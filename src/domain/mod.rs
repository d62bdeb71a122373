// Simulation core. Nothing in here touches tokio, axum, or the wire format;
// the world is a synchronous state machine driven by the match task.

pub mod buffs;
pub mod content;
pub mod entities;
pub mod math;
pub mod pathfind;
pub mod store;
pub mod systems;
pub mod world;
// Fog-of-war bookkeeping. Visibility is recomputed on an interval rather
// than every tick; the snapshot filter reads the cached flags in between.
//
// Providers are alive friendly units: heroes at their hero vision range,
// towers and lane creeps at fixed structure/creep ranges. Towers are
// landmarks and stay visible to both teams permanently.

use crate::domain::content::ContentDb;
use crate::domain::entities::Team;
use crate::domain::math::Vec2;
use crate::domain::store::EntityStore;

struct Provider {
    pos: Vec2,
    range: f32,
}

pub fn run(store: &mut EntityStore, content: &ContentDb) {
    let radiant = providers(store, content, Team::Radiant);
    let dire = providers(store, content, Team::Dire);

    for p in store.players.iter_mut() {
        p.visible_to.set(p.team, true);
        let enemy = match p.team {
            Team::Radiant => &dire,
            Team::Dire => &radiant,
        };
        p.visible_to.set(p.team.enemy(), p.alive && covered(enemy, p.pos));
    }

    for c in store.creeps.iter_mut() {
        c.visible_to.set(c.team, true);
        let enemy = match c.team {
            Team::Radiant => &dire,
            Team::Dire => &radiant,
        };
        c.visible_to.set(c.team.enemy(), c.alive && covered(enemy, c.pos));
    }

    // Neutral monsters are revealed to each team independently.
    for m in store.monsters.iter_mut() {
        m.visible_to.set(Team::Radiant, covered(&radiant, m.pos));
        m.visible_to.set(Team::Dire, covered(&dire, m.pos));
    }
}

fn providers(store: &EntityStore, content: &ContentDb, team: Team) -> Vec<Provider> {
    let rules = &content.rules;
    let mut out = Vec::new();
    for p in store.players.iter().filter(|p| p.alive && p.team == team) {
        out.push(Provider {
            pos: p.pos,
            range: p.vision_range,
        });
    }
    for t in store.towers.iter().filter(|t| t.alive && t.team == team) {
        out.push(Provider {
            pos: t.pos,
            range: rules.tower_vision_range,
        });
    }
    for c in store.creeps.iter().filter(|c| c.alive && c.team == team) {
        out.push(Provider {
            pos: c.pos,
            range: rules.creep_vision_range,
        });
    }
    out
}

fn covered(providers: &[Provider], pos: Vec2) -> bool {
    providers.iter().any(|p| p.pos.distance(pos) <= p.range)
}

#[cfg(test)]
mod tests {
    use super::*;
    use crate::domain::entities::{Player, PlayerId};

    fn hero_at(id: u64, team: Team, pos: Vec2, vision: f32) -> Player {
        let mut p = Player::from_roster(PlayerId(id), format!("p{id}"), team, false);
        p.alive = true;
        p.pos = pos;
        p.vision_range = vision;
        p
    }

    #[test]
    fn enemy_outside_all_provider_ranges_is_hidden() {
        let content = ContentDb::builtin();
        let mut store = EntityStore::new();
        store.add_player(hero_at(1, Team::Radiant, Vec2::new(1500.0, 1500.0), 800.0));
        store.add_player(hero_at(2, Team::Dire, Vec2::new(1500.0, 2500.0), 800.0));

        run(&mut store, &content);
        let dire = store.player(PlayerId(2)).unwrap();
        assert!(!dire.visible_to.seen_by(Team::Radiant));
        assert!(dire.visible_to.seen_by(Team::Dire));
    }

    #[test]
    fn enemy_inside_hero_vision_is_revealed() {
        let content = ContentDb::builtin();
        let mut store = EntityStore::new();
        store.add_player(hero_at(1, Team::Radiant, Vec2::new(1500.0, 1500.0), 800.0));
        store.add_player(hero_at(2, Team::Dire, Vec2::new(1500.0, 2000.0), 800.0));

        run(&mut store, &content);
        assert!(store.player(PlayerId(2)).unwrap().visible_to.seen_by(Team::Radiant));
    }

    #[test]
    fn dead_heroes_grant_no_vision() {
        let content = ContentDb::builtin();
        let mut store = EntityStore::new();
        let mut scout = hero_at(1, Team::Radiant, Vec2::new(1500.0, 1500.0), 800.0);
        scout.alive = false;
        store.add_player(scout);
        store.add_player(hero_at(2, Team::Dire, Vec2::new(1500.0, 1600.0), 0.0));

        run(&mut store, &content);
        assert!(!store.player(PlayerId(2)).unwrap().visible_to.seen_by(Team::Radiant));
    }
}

☆ ☆ ☆

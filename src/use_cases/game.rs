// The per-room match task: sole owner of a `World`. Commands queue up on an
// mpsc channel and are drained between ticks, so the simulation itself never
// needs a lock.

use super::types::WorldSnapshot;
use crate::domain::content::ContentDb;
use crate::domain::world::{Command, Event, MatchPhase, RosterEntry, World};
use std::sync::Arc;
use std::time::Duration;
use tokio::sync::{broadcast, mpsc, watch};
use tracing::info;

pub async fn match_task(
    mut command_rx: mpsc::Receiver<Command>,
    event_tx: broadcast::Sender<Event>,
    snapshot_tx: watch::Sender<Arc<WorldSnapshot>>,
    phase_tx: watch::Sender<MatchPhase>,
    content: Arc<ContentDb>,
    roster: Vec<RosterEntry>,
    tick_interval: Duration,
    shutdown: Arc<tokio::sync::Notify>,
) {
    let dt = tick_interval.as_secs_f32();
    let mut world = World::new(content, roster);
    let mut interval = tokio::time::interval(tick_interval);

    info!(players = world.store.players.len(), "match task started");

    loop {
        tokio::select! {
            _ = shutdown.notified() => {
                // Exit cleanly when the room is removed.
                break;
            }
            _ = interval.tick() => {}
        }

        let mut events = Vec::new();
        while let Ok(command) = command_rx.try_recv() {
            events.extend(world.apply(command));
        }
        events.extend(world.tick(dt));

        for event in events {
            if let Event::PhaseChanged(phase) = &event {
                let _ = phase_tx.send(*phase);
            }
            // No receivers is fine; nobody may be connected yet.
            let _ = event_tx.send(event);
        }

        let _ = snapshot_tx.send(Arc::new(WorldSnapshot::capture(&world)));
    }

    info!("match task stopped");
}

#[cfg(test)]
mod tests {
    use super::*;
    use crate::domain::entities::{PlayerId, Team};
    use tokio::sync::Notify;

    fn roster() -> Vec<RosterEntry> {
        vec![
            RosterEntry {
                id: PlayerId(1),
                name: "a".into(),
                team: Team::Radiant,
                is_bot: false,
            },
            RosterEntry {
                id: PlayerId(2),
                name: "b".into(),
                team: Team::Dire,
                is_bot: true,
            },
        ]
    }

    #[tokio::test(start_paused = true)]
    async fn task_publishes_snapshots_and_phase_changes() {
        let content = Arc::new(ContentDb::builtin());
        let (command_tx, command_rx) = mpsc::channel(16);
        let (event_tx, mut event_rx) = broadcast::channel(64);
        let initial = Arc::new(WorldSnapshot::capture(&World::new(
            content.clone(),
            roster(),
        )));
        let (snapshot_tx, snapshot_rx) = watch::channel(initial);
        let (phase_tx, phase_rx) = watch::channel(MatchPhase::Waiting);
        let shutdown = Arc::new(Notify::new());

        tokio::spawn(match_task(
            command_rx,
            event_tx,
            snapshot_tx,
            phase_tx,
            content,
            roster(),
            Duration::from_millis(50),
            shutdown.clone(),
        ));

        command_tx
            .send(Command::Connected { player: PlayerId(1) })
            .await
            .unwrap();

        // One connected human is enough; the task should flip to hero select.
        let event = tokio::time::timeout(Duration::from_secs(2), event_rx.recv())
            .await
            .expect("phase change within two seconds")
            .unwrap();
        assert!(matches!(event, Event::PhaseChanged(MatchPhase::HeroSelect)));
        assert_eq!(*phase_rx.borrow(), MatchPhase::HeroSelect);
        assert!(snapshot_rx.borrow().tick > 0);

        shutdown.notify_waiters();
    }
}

☆ ☆ ☆

• _YOUR GOAL_: Go through the entries above and pull out each line with "between" in it.

• _ANSWER SECTION_:
// than every tick; the snapshot filter reads the cached flags in between.
// mpsc channel and are drained between ticks, so the simulation itself never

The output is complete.